Inhaled, short-acting bronchodilators (Albuterol, Proventil) cause airway muscle relaxation and are effective for treating asthma attacks. Inhaled, long-acting bron-chodilators (Salmeterol, Fomoterol) are effective for preventing asthma attacks. Inhaled steroids (multiple brands) inhibit the increase and activity of inflammatory cells. They are the most effective medications with the lowest side effect profiles to prevent asthma attacks. Accolate and Singulair slow down the activity of inflammatory cells and are additional, effective medications that may help prevent attacks.
Asthmatics should be aware of and avoid their personal environmental triggers. If you are an asthmatic with outdoor allergens, choose lodging with central air conditioning or heating, and keep doors and windows closed. Avoid rooms with significant dust or molds and hotels with pets. If you have dust mite allergies, bring your own pillowcases to decrease exposure to them.

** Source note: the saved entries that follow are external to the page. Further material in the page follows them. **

//! Simulated scene clock and wake scheduler.
//!
//! Leg completions and poll timers are pushed onto a min-heap ordered by
//! `(due_ms, sequence)`, so wakes due at the same instant run in the order
//! they were scheduled. Entries are never removed eagerly: a wake whose
//! entity generation moved on, or whose timer was stopped, is simply
//! discarded when it is popped.

#[cfg(test)]
#[path = "clock_test.rs"]
mod clock_test;

use std::cmp::Reverse;
use std::collections::{BinaryHeap, HashMap};

use crate::render::NodeId;

#[derive(Debug, Clone, Copy, PartialEq, Eq, Hash, PartialOrd, Ord)]
pub struct TimerId(u64);

/// What to do when a heap entry comes due.
#[derive(Debug, Clone, PartialEq, Eq, PartialOrd, Ord)]
pub enum Wake {
    /// The current leg of `node` finished, if `generation` still matches.
    Leg { node: NodeId, generation: u64 },
    /// A repeating timer fired.
    Timer { id: TimerId },
}

#[derive(Debug)]
struct Timer {
    request: String,
    interval_ms: u64,
}

#[derive(Debug, Default)]
pub struct Clock {
    now_ms: u64,
    seq: u64,
    heap: BinaryHeap<Reverse<(u64, u64, Wake)>>,
    timers: HashMap<TimerId, Timer>,
    next_timer: u64,
}

impl Clock {
    #[must_use]
    pub fn new() -> Self {
        Self::default()
    }

    #[must_use]
    pub fn now_ms(&self) -> u64 {
        self.now_ms
    }

    /// Move the clock forward. Never moves backwards.
    pub fn set_now(&mut self, now_ms: u64) {
        self.now_ms = self.now_ms.max(now_ms);
    }

    pub fn schedule(&mut self, due_ms: u64, wake: Wake) {
        self.seq += 1;
        self.heap.push(Reverse((due_ms, self.seq, wake)));
    }

    /// Pop the earliest wake due at or before `until_ms`.
    pub fn pop_due(&mut self, until_ms: u64) -> Option<(u64, Wake)> {
        let Reverse((due, _, _)) = self.heap.peek()?;
        if *due > until_ms {
            return None;
        }
        self.heap.pop().map(|Reverse((due, _, wake))| (due, wake))
    }

    /// Time of the earliest scheduled wake, stale or not.
    #[must_use]
    pub fn next_due(&self) -> Option<u64> {
        self.heap.peek().map(|Reverse((due, _, _))| *due)
    }

    /// Entries still in the heap, including stale ones.
    #[must_use]
    pub fn pending(&self) -> usize {
        self.heap.len()
    }

    /// Start a repeating timer that first fires one interval from now.
    pub fn start_timer(&mut self, request: impl Into<String>, interval_ms: u64) -> TimerId {
        self.next_timer += 1;
        let id = TimerId(self.next_timer);
        let interval_ms = interval_ms.max(1);
        self.timers.insert(id, Timer { request: request.into(), interval_ms });
        self.schedule(self.now_ms + interval_ms, Wake::Timer { id });
        id
    }

    /// Stop a timer. Returns false if it was not running.
    pub fn stop_timer(&mut self, id: TimerId) -> bool {
        self.timers.remove(&id).is_some()
    }

    #[must_use]
    pub fn is_running(&self, id: TimerId) -> bool {
        self.timers.contains_key(&id)
    }

    /// Fire a due timer: reschedule it and return its request type.
    ///
    /// Returns `None` for a stopped timer.
    pub fn fire_timer(&mut self, id: TimerId) -> Option<String> {
        let (request, interval_ms) = self.timers.get(&id).map(|t| (t.request.clone(), t.interval_ms))?;
        self.schedule(self.now_ms + interval_ms, Wake::Timer { id });
        Some(request)
    }
}
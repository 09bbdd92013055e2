use wire::state::{Alias, FleetData, QueueDestination, RoutingStrategy};

use super::*;

const QUEUE_ARN: &str = "arn:aws:gamelift:us-west-2:123:gamesessionqueue/arena-queue";

fn queue(name: &str, destinations: &[&str]) -> GameSessionQueue {
    GameSessionQueue {
        name: name.to_owned(),
        game_session_queue_arn: Some(format!("arn:aws:gamelift:us-west-2:123:gamesessionqueue/{name}")),
        destinations: destinations
            .iter()
            .map(|arn| QueueDestination { destination_arn: (*arn).to_owned() })
            .collect(),
        ..GameSessionQueue::default()
    }
}

fn region() -> Rect {
    Rect::new(200.0, 320.0, 1000.0, 140.0)
}

#[test]
fn resolves_destinations_through_aliases() {
    let state = State {
        fleets: vec![FleetData {
            fleet_id: "fleet-1".to_owned(),
            fleet_arn: Some("arn:aws:gamelift:us-west-2:123:fleet/fleet-1".to_owned()),
            ..FleetData::default()
        }],
        game_session_queues: vec![queue(
            "arena-queue",
            &["arn:aws:gamelift:us-west-2:123:fleet/fleet-1", "arn:aws:gamelift:us-west-2:123:alias/alias-1"],
        )],
        aliases: vec![Alias {
            alias_id: "alias-1".to_owned(),
            routing_strategy: Some(RoutingStrategy { fleet_id: Some("fleet-2".to_owned()), ..RoutingStrategy::default() }),
            ..Alias::default()
        }],
        ..State::default()
    };

    let mut queues = GameSessionQueues::new();
    let mut commands = Vec::new();
    let report = queues.update(&state, region(), &mut commands);

    assert_eq!(report.added, vec!["arena-queue".to_owned()]);
    let q = queues.get("arena-queue").unwrap();
    assert_eq!(q.fleet_ids, vec!["fleet-1".to_owned(), "fleet-2".to_owned()]);
}

#[test]
fn lookup_by_name_arn_or_suffix() {
    let state = State { game_session_queues: vec![queue("arena-queue", &[])], ..State::default() };
    let mut queues = GameSessionQueues::new();
    queues.update(&state, region(), &mut Vec::new());

    assert!(queues.get_by_name_or_arn("arena-queue").is_some());
    assert!(queues.get_by_name_or_arn(QUEUE_ARN).is_some());
    assert!(queues.get_by_name_or_arn("arn:aws:gamelift:eu-west-1:9:gamesessionqueue/arena-queue").is_some());
    assert!(queues.get_by_name_or_arn("other").is_none());
}

#[test]
fn queue_missing_from_snapshot_is_removed() {
    let mut queues = GameSessionQueues::new();
    let mut commands = Vec::new();
    queues.update(&State { game_session_queues: vec![queue("a", &[]), queue("b", &[])], ..State::default() }, region(), &mut commands);
    assert_eq!(queues.len(), 2);

    commands.clear();
    let report = queues.update(&State { game_session_queues: vec![queue("b", &[])], ..State::default() }, region(), &mut commands);
    assert_eq!(report.removed, vec!["a".to_owned()]);
    assert!(commands.contains(&DrawCommand::Destroy { node: NodeId::Queue("a".to_owned()) }));
    // the survivor is re-laid out as a lone queue
    assert!(commands.iter().any(|c| matches!(c, DrawCommand::Resize { node: NodeId::Queue(n), .. } if n == "b")));
}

Varying levels of seasonal pollens, weather changes, and air current variability can make each day different for many asthmatics. One way to predict the variable nature of asthma is to measure a daily, morning time peak flow. You measure a peak flow by blowing into a hand-held peak flow meter. The device records how strong your breath flow is. If your airways are tightening, your peak flow will start to decline, so you may be able to predict an attack even before it happens.
Many asthmatics can adjust their medications or take a short course of oral steroids to avoid an attack. For a complete explanation of how to use your peak flow meter to adjust your medications, consult with a primary care physician or asthma specialist.
In the event of an asthma attack, we always recommend that you seek medical attention early, especially if you do not improve with the usual home treatment. Airway constriction can be so severe that you completely lose the ability to breathe. Even people who normally only experience mild symptoms can experience a rare, life-threatening episode. If you are having a severe attack, stay calm and use short-acting bronchodilators (see above). Nebulized solutions of Albuterol are preferred to metered dose inhalers during flares.
We urge a trip to the emergency room if the sufferer displays an inability to speak, neurological changes such as confusion or slurred speech, labored breathing, exhaustion, bluish skin, or grunting with breathing. If you cannot hear wheezing, it may mean that the airways are so constricted that you can no longer hear any air flow at all.